* [What to produce]
Go through the data below and return each line where the string "well" appears.

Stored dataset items
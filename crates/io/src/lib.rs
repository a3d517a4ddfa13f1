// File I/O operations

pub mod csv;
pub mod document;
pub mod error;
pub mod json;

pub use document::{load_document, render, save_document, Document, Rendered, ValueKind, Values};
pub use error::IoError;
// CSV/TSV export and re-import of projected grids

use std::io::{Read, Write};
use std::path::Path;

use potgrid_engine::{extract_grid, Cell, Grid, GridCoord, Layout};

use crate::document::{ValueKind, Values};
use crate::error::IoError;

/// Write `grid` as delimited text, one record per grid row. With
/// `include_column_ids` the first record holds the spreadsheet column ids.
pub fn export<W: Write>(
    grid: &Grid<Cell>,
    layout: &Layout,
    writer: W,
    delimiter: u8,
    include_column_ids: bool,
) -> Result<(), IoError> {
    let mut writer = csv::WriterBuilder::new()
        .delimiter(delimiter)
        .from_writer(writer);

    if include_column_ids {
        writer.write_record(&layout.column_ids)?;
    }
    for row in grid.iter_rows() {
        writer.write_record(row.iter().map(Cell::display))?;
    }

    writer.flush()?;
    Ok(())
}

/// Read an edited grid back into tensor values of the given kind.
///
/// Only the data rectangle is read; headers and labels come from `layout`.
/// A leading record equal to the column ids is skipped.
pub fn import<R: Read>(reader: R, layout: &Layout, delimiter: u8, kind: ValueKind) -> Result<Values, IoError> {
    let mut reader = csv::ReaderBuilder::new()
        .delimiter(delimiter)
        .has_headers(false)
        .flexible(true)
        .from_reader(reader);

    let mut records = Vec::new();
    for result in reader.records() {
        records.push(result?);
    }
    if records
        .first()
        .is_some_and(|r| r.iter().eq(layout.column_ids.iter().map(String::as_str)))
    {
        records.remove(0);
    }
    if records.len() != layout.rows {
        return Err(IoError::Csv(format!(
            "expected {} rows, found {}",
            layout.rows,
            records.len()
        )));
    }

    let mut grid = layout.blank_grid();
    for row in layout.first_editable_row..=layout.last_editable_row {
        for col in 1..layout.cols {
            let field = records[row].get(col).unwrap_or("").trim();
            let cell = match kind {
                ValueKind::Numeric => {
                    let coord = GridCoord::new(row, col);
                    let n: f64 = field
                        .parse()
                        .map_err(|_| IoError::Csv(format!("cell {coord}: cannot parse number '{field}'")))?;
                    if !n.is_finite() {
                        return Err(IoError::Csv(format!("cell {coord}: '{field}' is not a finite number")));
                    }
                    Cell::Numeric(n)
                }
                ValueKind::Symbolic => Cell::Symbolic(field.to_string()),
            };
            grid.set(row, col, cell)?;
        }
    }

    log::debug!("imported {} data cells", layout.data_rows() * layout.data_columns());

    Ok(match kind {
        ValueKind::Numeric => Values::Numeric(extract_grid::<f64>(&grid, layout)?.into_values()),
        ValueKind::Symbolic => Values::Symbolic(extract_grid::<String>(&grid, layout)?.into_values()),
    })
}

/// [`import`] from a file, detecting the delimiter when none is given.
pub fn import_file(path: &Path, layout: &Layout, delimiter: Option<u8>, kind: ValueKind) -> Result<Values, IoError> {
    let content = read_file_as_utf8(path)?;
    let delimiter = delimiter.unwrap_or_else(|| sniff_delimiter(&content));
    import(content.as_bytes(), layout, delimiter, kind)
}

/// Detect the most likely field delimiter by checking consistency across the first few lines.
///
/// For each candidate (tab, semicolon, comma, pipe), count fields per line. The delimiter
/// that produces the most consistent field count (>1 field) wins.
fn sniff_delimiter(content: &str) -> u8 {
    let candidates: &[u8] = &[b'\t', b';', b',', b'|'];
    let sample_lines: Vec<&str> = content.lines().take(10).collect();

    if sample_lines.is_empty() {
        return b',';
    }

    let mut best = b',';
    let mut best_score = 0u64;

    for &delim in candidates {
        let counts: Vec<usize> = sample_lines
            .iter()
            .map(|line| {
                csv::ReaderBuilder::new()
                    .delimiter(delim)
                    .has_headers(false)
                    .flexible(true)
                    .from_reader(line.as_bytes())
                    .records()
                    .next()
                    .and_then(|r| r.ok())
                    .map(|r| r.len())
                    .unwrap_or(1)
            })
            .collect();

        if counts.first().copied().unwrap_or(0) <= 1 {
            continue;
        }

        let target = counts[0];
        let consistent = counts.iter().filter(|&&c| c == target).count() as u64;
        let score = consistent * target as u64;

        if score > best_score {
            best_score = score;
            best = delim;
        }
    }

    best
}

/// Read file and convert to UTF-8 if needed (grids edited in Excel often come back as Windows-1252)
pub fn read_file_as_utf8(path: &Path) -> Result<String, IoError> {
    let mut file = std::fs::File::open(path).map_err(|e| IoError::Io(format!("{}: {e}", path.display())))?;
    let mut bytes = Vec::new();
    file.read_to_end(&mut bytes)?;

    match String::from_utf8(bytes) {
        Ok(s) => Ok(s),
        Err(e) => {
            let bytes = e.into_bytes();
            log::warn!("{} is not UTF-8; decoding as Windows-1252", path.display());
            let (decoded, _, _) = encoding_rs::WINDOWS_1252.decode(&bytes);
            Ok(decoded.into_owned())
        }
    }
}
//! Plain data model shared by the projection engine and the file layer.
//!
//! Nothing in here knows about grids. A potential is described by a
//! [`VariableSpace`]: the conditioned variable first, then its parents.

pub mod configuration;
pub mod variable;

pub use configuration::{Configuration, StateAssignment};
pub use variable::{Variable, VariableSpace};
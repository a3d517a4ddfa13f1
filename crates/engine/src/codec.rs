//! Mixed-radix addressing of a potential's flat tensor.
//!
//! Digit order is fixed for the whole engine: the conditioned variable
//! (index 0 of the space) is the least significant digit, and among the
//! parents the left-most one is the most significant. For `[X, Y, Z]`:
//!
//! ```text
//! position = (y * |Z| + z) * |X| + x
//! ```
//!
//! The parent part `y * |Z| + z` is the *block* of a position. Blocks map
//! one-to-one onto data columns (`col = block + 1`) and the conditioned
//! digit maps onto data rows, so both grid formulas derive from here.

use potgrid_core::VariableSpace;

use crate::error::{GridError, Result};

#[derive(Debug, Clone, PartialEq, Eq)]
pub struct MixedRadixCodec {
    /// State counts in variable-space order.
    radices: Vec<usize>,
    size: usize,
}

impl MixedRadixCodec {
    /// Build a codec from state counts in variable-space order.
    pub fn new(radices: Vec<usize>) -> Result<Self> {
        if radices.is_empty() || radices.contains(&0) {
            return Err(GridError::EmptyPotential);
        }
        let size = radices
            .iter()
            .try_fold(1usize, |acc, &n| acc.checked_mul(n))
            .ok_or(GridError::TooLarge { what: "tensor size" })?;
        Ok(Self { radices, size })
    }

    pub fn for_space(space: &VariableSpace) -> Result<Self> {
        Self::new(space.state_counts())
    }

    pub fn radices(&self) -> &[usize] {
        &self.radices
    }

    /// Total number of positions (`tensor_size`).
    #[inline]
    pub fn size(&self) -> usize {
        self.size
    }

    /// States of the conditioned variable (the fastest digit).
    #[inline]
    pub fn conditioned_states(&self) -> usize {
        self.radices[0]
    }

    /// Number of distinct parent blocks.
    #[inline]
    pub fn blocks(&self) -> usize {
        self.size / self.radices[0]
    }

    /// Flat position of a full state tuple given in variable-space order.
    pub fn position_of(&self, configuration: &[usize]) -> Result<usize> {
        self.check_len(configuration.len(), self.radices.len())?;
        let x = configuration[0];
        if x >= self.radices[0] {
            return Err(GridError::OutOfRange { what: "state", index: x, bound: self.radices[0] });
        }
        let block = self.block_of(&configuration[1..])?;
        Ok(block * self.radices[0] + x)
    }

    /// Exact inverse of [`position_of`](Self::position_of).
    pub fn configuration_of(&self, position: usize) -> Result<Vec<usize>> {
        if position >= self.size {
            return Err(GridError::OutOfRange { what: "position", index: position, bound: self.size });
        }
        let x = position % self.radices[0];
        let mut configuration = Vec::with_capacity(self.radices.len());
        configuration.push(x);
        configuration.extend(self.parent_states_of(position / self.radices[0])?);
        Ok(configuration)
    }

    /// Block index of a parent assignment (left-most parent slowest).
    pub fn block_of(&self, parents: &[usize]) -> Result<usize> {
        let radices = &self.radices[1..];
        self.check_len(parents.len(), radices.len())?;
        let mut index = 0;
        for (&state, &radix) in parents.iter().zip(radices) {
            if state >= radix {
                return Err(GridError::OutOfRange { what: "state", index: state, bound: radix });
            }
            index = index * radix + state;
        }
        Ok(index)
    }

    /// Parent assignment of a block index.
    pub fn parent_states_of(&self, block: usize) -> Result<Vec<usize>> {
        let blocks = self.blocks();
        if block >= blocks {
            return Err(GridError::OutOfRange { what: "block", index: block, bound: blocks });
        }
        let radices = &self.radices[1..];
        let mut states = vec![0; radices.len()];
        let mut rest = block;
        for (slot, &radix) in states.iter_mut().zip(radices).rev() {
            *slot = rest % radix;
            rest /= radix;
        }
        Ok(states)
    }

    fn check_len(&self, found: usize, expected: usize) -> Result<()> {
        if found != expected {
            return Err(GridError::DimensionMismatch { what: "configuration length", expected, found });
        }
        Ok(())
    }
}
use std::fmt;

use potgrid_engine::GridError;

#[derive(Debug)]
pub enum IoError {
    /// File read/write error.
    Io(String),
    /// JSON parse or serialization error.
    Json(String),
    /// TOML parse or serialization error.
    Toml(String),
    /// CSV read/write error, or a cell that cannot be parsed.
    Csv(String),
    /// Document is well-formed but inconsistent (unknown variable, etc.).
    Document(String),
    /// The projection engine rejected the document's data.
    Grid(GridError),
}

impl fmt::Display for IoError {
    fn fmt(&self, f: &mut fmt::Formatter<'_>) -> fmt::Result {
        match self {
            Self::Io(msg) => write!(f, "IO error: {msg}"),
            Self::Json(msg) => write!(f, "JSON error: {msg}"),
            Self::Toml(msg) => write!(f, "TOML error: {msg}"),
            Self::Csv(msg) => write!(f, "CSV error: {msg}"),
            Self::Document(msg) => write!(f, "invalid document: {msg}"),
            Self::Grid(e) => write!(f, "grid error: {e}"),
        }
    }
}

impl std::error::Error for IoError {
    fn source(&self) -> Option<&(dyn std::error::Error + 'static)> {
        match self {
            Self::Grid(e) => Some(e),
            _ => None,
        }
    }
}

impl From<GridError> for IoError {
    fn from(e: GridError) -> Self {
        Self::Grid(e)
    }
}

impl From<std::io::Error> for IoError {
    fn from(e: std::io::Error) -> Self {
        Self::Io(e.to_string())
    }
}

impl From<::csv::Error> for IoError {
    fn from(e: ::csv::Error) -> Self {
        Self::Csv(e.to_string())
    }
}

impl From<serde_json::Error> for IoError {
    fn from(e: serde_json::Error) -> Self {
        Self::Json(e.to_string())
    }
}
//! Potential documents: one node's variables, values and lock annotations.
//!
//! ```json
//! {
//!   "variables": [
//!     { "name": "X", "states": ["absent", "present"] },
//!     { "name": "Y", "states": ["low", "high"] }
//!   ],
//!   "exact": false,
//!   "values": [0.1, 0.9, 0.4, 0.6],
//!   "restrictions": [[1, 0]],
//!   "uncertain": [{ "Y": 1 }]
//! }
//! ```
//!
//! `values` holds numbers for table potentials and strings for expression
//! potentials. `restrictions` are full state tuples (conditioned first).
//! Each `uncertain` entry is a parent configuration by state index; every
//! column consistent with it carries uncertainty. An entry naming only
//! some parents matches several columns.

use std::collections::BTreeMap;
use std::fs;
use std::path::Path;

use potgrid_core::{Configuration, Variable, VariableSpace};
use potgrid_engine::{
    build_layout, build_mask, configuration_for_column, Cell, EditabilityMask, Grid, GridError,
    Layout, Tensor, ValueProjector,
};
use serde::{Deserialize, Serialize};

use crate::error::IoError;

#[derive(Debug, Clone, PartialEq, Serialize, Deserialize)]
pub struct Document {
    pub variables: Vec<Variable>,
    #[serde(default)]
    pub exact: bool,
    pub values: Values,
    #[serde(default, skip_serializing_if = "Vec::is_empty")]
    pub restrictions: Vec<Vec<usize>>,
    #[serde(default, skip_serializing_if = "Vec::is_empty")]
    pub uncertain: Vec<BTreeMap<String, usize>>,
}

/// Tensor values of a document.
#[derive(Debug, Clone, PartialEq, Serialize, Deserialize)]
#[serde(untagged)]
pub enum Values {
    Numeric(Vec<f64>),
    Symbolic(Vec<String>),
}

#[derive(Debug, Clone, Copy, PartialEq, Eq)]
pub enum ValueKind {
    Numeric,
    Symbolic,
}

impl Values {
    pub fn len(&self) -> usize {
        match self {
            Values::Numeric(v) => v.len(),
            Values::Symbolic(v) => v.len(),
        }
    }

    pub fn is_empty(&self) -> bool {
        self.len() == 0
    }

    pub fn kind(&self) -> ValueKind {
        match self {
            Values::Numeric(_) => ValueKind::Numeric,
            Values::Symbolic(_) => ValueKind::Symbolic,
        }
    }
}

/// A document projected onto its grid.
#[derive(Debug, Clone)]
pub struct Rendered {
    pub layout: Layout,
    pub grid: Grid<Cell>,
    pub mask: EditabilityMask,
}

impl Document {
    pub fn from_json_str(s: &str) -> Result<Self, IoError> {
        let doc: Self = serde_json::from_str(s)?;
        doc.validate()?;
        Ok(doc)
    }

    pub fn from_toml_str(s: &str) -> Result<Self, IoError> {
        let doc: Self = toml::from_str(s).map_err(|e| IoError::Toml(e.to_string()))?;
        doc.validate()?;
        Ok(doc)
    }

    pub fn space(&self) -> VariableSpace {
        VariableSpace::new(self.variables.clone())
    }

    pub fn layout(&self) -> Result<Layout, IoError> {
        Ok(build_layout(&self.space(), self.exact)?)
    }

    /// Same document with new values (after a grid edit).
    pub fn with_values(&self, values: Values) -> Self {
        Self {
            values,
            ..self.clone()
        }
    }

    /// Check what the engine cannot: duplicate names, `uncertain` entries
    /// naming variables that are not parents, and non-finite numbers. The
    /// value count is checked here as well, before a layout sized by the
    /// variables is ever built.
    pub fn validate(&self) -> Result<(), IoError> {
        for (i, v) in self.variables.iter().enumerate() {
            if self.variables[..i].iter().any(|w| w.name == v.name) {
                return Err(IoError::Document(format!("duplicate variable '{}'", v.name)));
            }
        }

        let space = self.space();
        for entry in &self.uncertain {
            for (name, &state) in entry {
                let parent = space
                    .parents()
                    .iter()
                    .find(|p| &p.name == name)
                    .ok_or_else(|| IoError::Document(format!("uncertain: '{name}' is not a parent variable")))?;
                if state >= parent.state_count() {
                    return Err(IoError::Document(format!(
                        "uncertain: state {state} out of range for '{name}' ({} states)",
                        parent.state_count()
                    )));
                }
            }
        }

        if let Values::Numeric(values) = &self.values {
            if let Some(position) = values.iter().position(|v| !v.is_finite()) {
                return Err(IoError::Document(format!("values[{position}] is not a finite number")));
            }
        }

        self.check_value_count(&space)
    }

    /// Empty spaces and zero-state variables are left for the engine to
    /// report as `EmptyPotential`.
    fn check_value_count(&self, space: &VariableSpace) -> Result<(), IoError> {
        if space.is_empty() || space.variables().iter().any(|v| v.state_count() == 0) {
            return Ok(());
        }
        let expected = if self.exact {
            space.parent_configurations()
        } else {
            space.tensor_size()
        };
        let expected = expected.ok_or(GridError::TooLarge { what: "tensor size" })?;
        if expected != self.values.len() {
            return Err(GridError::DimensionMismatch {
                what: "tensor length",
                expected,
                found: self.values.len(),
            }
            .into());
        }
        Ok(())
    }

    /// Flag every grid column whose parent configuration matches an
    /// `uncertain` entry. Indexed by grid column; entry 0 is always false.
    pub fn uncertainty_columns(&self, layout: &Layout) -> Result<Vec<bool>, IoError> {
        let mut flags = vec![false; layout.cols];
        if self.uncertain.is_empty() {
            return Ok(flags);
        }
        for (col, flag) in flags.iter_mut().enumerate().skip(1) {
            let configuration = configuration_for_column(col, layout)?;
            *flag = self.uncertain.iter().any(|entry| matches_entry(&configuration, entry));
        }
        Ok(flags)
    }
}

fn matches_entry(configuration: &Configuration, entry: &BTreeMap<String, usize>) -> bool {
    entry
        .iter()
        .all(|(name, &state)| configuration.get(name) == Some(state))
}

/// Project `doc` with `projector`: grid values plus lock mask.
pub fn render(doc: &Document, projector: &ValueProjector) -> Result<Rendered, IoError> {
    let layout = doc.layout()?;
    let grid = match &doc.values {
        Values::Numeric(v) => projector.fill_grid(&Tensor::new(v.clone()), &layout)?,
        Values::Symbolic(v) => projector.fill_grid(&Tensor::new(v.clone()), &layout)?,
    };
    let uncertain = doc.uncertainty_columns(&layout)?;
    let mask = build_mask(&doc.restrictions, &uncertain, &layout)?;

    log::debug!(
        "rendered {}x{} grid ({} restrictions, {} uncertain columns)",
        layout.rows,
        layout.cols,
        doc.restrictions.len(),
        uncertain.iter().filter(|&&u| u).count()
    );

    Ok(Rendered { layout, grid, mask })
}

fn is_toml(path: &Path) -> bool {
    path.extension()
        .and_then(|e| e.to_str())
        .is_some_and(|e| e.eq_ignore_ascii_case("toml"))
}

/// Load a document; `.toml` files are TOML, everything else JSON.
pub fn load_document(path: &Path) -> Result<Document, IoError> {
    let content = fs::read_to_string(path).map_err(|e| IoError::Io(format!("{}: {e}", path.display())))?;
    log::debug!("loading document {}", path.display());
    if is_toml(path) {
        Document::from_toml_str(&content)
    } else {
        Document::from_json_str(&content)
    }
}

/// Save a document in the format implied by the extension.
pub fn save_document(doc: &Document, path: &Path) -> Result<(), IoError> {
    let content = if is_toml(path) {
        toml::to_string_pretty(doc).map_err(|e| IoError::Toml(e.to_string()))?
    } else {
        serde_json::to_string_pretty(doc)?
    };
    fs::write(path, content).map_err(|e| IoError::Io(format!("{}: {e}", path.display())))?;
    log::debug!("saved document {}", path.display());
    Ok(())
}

* [Expected answer]
    /// Document is well-formed but inconsistent (unknown variable, etc.).
    /// value count is checked here as well, before a layout sized by the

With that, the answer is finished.